DNA and RNA next generation sequencing for personalizing cancer treatment: A single-center experience.

Abstract

e13509 Background: Personalized multidrug therapies improve outcomes in patients with drug resistant cancer. For 8 years we have been using microarray-based gene expression profiling (360 procedures) to improve drug selection (Rebollo J et al, 2017; Sureda M et al, 2018). Recently, we have adopted Ion Torrent DNA and RNA Next Generation Sequencing (NGS) to improve the target detection ability. Methods: Since March 2018 DNA (95 analyses) and whole trancriptome RNA (78 analyses) NGS have been performed using Ion Torrent GeneStudio S5 System in fresh-frozen (RNA and DNA sequencing) and paraffin-embedded (DNA sequencing) biopsies obtained from tru-cut or surgical excision procedures from patients with metastatic cancer.

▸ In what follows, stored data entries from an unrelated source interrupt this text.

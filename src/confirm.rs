//! Submission/confirmation loop
//!
//! Freshness tokens expire after a bounded block-height window, and a
//! submission built against an expired token is silently rejected, which
//! looks exactly like a dropped submission. The loop therefore re-fetches
//! a token on every attempt and bounds each confirmation poll with the
//! just-fetched expiry instead of trusting the original one.

use solana_sdk::signature::{Keypair, Signature};
use std::time::Duration;
use tracing::{info, warn};
use uuid::Uuid;

use crate::audit::AuditLog;
use crate::batch::{OperationBatch, SignedOperation};
use crate::errors::PipelineError;
use crate::ledger::{ConfirmationOutcome, LedgerConnection};
use crate::wallet::WalletManager;

/// Retry policy for one confirmation loop
#[derive(Debug, Clone, Copy)]
pub struct ConfirmPolicy {
    /// Maximum submission attempts before giving up
    pub max_retries: u32,
    /// Fixed backoff between attempts
    pub backoff: Duration,
}

impl ConfirmPolicy {
    pub fn new(max_retries: u32, backoff_ms: u64) -> Self {
        Self {
            max_retries,
            backoff: Duration::from_millis(backoff_ms),
        }
    }
}

/// Terminal result of a confirmed submission
#[derive(Debug, Clone, Copy, PartialEq, Eq)]
pub struct Confirmation {
    /// Fee-payer signature identifying the submission
    pub signature: Signature,
    /// Attempts consumed, counting the successful one
    pub attempts: u32,
}

/// Audit identity of the submission being confirmed
pub struct SubmissionTag<'a> {
    pub audit: &'a AuditLog,
    pub item_id: &'a str,
    pub stage: &'a str,
    pub marker: Uuid,
}

/// Sign, submit, and poll until confirmed or the retry budget is spent
///
/// Each attempt fetches a fresh token, resubmits the same signed bytes, and
/// polls bounded by the fresh token's expiry. Success returns immediately.
/// An on-chain execution failure is terminal and returned at once; it is a
/// known outcome, unlike the ambiguous [`PipelineError::ConfirmationTimeout`]
/// returned when the budget runs out.
pub async fn confirm(
    connection: &dyn LedgerConnection,
    signed: &SignedOperation,
    policy: &ConfirmPolicy,
    tag: &SubmissionTag<'_>,
) -> Result<Confirmation, PipelineError> {
    let bytes = signed.to_bytes()?;
    let signature = signed.signature();

    for attempt in 0..policy.max_retries {
        if attempt > 0 {
            tokio::time::sleep(policy.backoff).await;
        }

        // A token used for a failed attempt is never reused.
        let token = match connection.fetch_freshness_token().await {
            Ok(token) => token,
            Err(e) => {
                warn!(
                    item = tag.item_id,
                    stage = tag.stage,
                    attempt,
                    error = %e,
                    "Freshness fetch failed, attempt consumed"
                );
                continue;
            }
        };

        tag.audit
            .attempt(tag.item_id, tag.stage, tag.marker, &signature.to_string(), attempt);

        if let Err(e) = connection.submit_raw(&bytes).await {
            warn!(
                item = tag.item_id,
                stage = tag.stage,
                attempt,
                signature = %signature,
                error = %e,
                "Submission rejected"
            );
            continue;
        }

        match connection.poll_confirmation(&signature, &token).await {
            Ok(ConfirmationOutcome::Confirmed { slot }) => {
                let attempts = attempt + 1;
                info!(
                    item = tag.item_id,
                    stage = tag.stage,
                    signature = %signature,
                    slot,
                    attempts,
                    "Submission confirmed"
                );
                tag.audit
                    .confirmed(tag.item_id, tag.stage, tag.marker, &signature.to_string(), attempts);
                return Ok(Confirmation {
                    signature,
                    attempts,
                });
            }
            Ok(ConfirmationOutcome::ExecutionFailed(reason)) => {
                tag.audit.failed(
                    tag.item_id,
                    tag.stage,
                    Some(tag.marker),
                    &format!("execution failed: {reason}"),
                );
                return Err(PipelineError::ExecutionFailed {
                    signature: signature.to_string(),
                    reason,
                });
            }
            Ok(ConfirmationOutcome::Expired) => {
                warn!(
                    item = tag.item_id,
                    stage = tag.stage,
                    attempt,
                    signature = %signature,
                    "Token expired before confirmation, retrying"
                );
            }
            Err(e) => {
                warn!(
                    item = tag.item_id,
                    stage = tag.stage,
                    attempt,
                    signature = %signature,
                    error = %e,
                    "Confirmation poll failed"
                );
            }
        }
    }

    tag.audit.failed(
        tag.item_id,
        tag.stage,
        Some(tag.marker),
        &format!("confirmation timeout after {} attempts", policy.max_retries),
    );
    Err(PipelineError::ConfirmationTimeout {
        attempts: policy.max_retries,
    })
}

/// Merge, sign, and confirm one OperationBatch
///
/// Fetches the token the merged Operation is built against, signs with the
/// wallet plus the batch's auxiliary signers, records the submission intent
/// (with its idempotency marker) before any bytes leave the process, then
/// runs the confirmation loop.
pub async fn submit_batch(
    connection: &dyn LedgerConnection,
    wallet: &WalletManager,
    batch: &OperationBatch,
    policy: &ConfirmPolicy,
    audit: &AuditLog,
    item_id: &str,
    stage: &str,
) -> Result<Confirmation, PipelineError> {
    let marker = Uuid::new_v4();
    let token = connection.fetch_freshness_token().await?;
    let merged = batch.merged(token, wallet.pubkey());

    let extra: Vec<&Keypair> = batch.signers().iter().collect();
    let signed = merged.sign(wallet.keypair(), &extra)?;

    audit.submission_intent(item_id, stage, marker);

    confirm(
        connection,
        &signed,
        policy,
        &SubmissionTag {
            audit,
            item_id,
            stage,
            marker,
        },
    )
    .await
}
/// Create the auction and its manager, then transfer both authorities to
/// the manager
async fn open_auction(
    ctx: &StageContext<'_>,
    item: &BatchItem,
    outputs: &mut StageOutputs,
) -> Result<(), PipelineError> {
    let vault_key = outputs.require(outputs.vault.as_ref(), "vault")?;
    let payer = ctx.payer();

    let auction_pda = pda::auction(&vault_key);
    let auction_extended_pda = pda::auction_extended(&vault_key);
    let manager_pda = pda::auction_manager(&auction_pda);
    let tracker_pda = pda::token_tracker(&manager_pda);
    let store_pda = pda::store(&ctx.store_owner);
    let account_rent = ctx.rent(token::TOKEN_ACCOUNT_SIZE).await?;

    // 1. Auction with instant-sale pricing
    {
        let token_ref = ctx.connection.fetch_freshness_token().await?;
        let mut batch = OperationBatch::new();
        batch.add_operation(Operation::with_instructions(
            vec![auction::create_auction_v2(
                &auction_pda,
                &auction_extended_pda,
                &payer,
                &vault_key,
                &auction::AuctionSettings {
                    winners: item.max_supply,
                    price_lamports: lamports(item.price),
                },
            )],
            token_ref,
            payer,
        ));
        ctx.submit(&batch, item, ItemState::AuctionOpened).await?;
    }

    // 2. Auction manager, fronted by its payment account
    let accept_payment = Keypair::new();
    {
        let token_ref = ctx.connection.fetch_freshness_token().await?;
        let mut batch = OperationBatch::new();
        batch.add_before_operation(Operation::with_instructions(
            token::create_token_account(
                &payer,
                &accept_payment.pubkey(),
                account_rent,
                &NATIVE_MINT,
                &manager_pda,
            )?,
            token_ref,
            payer,
        ));
        batch.add_operation(Operation::with_instructions(
            vec![auction::init_auction_manager_v2(
                &auction::InitAuctionManagerAccounts {
                    auction_manager: manager_pda,
                    token_tracker: tracker_pda,
                    auction: auction_pda,
                    vault: vault_key,
                    authority: payer,
                    payer,
                    accept_payment_account: accept_payment.pubkey(),
                    store: store_pda,
                },
                10,
            )],
            token_ref,
            payer,
        ));
        batch.add_signer(accept_payment.insecure_clone());
        ctx.submit(&batch, item, ItemState::AuctionOpened).await?;
    }

    // 3. Hand the auction to the manager
    {
        let token_ref = ctx.connection.fetch_freshness_token().await?;
        let mut batch = OperationBatch::new();
        batch.add_operation(Operation::with_instructions(
            vec![auction::set_auction_authority(&auction_pda, &payer, &manager_pda)],
            token_ref,
            payer,
        ));
        ctx.submit(&batch, item, ItemState::AuctionOpened).await?;
    }

    // 4. Hand the vault to the manager
    {
        let token_ref = ctx.connection.fetch_freshness_token().await?;
        let mut batch = OperationBatch::new();
        batch.add_operation(Operation::with_instructions(
            vec![vault::set_vault_authority(&vault_key, &payer, &manager_pda)],
            token_ref,
            payer,
        ));
        ctx.submit(&batch, item, ItemState::AuctionOpened).await?;
    }

    outputs.auction = Some(auction_pda.to_string());
    outputs.auction_extended = Some(auction_extended_pda.to_string());
    outputs.auction_manager = Some(manager_pda.to_string());
    outputs.token_tracker = Some(tracker_pda.to_string());
    outputs.accept_payment_account = Some(accept_payment.pubkey().to_string());
    Ok(())
}
//! End-to-end pipeline runs over the scripted connection

use std::time::Duration;

use super::test_helpers::{resolved_item, ConfirmScript, TestEnv};
use crate::checkpoint::{CheckpointStore, StageCheckpoint};
use crate::errors::PipelineError;
use crate::metadata::MetadataClient;
use crate::pipeline::Pipeline;
use crate::types::{ItemState, StageOutputs, MAX_BATCH_ITEMS};

fn metadata_client() -> MetadataClient {
    MetadataClient::new(Duration::from_secs(1)).unwrap()
}

#[tokio::test]
async fn test_single_item_settles_through_all_stages() {
    let env = TestEnv::new(ConfirmScript::AlwaysConfirm, 3);
    let dir = tempfile::tempdir().unwrap();
    let checkpoints = CheckpointStore::open(dir.path().to_str().unwrap()).unwrap();
    let metadata = metadata_client();
    let pipeline = Pipeline::new(env.ctx(), &checkpoints, &metadata, MAX_BATCH_ITEMS);

    let item = resolved_item("https://meta/1.json", 1, 0);
    let summary = pipeline.run(vec![item]).await.unwrap();

    assert!(summary.is_clean());
    assert_eq!(summary.settled, vec!["https://meta/1.json".to_string()]);

    // issue 1, edition 1, escrow 4, auction 4, validate 1, start 1;
    // settlement itself submits nothing
    assert_eq!(env.connection.submission_count(), 12);

    // Settled items leave no checkpoint behind.
    assert!(checkpoints.get("https://meta/1.json").unwrap().is_none());
}

#[tokio::test]
async fn test_oversized_batch_is_rejected_before_any_submission() {
    let env = TestEnv::new(ConfirmScript::AlwaysConfirm, 3);
    let checkpoints = CheckpointStore::disabled();
    let metadata = metadata_client();
    let pipeline = Pipeline::new(env.ctx(), &checkpoints, &metadata, MAX_BATCH_ITEMS);

    let items: Vec<_> = (0..=MAX_BATCH_ITEMS)
        .map(|i| resolved_item(&format!("https://meta/{i}.json"), 1, 0))
        .collect();
    let err = pipeline.run(items).await.unwrap_err();

    assert!(matches!(err, PipelineError::InputValidation(_)));
    assert!(!err.is_item_scoped());
    assert_eq!(env.connection.submission_count(), 0);
}

#[tokio::test]
async fn test_malformed_item_aborts_before_any_submission() {
    let env = TestEnv::new(ConfirmScript::AlwaysConfirm, 3);
    let checkpoints = CheckpointStore::disabled();
    let metadata = metadata_client();
    let pipeline = Pipeline::new(env.ctx(), &checkpoints, &metadata, MAX_BATCH_ITEMS);

    // 300 sellable editions cannot be encoded into the validation range.
    let oversupplied = resolved_item("https://meta/1.json", 300, 0);
    let err = pipeline.run(vec![oversupplied]).await.unwrap_err();
    assert!(matches!(err, PipelineError::InputValidation(_)));
    assert_eq!(env.connection.submission_count(), 0);

    let mut priced_wrong = resolved_item("https://meta/2.json", 1, 0);
    priced_wrong.price = f64::NAN;
    let err = pipeline.run(vec![priced_wrong]).await.unwrap_err();
    assert!(matches!(err, PipelineError::InputValidation(_)));
    assert_eq!(env.connection.submission_count(), 0);
}

#[tokio::test]
async fn test_auction_open_failure_stops_later_stages() {
    // First six submissions (issue, edition, escrow's four) confirm; the
    // auction creation never does.
    let env = TestEnv::new(ConfirmScript::ConfirmFirstN(6), 2);
    let dir = tempfile::tempdir().unwrap();
    let checkpoints = CheckpointStore::open(dir.path().to_str().unwrap()).unwrap();
    let metadata = metadata_client();
    let pipeline = Pipeline::new(env.ctx(), &checkpoints, &metadata, MAX_BATCH_ITEMS);

    let item = resolved_item("https://meta/1.json", 1, 0);
    let summary = pipeline.run(vec![item]).await.unwrap();

    assert!(summary.settled.is_empty());
    assert_eq!(summary.abandoned.len(), 1);
    let abandoned = &summary.abandoned[0];
    assert_eq!(abandoned.item_id, "https://meta/1.json");
    assert_eq!(abandoned.stage, "auction_opened");
    assert!(abandoned.error.is_ambiguous());

    // Six confirmed plus the two retries of the failing submission; the
    // validate/start/settle stages were never attempted.
    assert_eq!(env.connection.submission_count(), 8);

    // The checkpoint still points at the last confirmed stage.
    let checkpoint = checkpoints.get("https://meta/1.json").unwrap().unwrap();
    assert_eq!(checkpoint.state, ItemState::EscrowFunded);
}

#[tokio::test]
async fn test_abandoned_item_does_not_stop_the_batch() {
    let env = TestEnv::new(ConfirmScript::ConfirmFirstN(6), 1);
    let checkpoints = CheckpointStore::disabled();
    let metadata = metadata_client();
    let pipeline = Pipeline::new(env.ctx(), &checkpoints, &metadata, MAX_BATCH_ITEMS);

    // The first item fails at auction open; the stub then confirms nothing
    // for the second either, but the run itself must still complete.
    let items = vec![
        resolved_item("https://meta/1.json", 1, 0),
        resolved_item("https://meta/2.json", 1, 0),
    ];
    let summary = pipeline.run(items).await.unwrap();

    assert_eq!(summary.abandoned.len(), 2);
    assert!(summary.settled.is_empty());
}

#[tokio::test]
async fn test_resume_skips_confirmed_stages() {
    let env = TestEnv::new(ConfirmScript::AlwaysConfirm, 3);
    let dir = tempfile::tempdir().unwrap();
    let checkpoints = CheckpointStore::open(dir.path().to_str().unwrap()).unwrap();
    let metadata = metadata_client();

    // A previous run confirmed everything up to the validated auction.
    let mut outputs = StageOutputs::default();
    outputs.mint = Some(solana_sdk::pubkey::Pubkey::new_unique().to_string());
    outputs.edition_mints = vec![solana_sdk::pubkey::Pubkey::new_unique().to_string()];
    outputs.auction = Some(solana_sdk::pubkey::Pubkey::new_unique().to_string());
    outputs.auction_manager = Some(solana_sdk::pubkey::Pubkey::new_unique().to_string());
    checkpoints
        .put(
            "https://meta/1.json",
            &StageCheckpoint {
                state: ItemState::AuctionValidated,
                outputs,
            },
        )
        .unwrap();

    let pipeline = Pipeline::new(env.ctx(), &checkpoints, &metadata, MAX_BATCH_ITEMS);
    let item = resolved_item("https://meta/1.json", 1, 0);
    let summary = pipeline.run(vec![item]).await.unwrap();

    assert_eq!(summary.settled.len(), 1);
    // Only the auction start was submitted; settlement is local.
    assert_eq!(env.connection.submission_count(), 1);
    assert!(checkpoints.get("https://meta/1.json").unwrap().is_none());
}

Favourable chemotherapy drug profile, treatable (available inhibitory drugs) targets and potentially favourable immunologic signature have been investigated. Results: All biopsies were valid for DNA sequencing but in five patients were invalid (less than 30% viable tumor cells required) for RNA sequencing. Combined DNA and RNA sequencing have been studied in sixty patients with advanced cancer biopsies. Histologies have been NSCLC (12 patents), Breast (9), STS (6), NHL (4), NET (4), Pancreas (4), CRC (4), Ovary/Fallopian tube (3), Prostate (2), Cholangiocarcinoma (2), H&N (2), Esophagus, Bladder, Uterus, Melanoma, SCLC, Anal, Kidney and Cervix (1 each). Most of the patients had been previously treated with systemic therapies. Biopsies have been taken from Lymph nodes (18 patients), Liver (16), Soft Tissues (14), Lung (8), Peritoneum (3) and Adrenal Gland (1). RNA sequencing has predicted favourable chemotherapy drug profile (Median 3 drugs, Range 1-9) in 54 (90%) patients. In addition, treatable targets (Median 3 targets, Range 1-6) have been found in 40 (67%) patients. Favourable immunologic signature has been found in 22 (37%) patients. DNA sequencing has shown treatable (drug available) targets in 14 (23%) patients. In 12 (20%) patients, no targets have been found in any of the sequencing protocols (DNA and RNA). Conclusions: Tumor RNA and DNA sequencing provide potential useful information in personalized cancer treatment decision in a vast majority of advanced cancer patients independent of treatment status.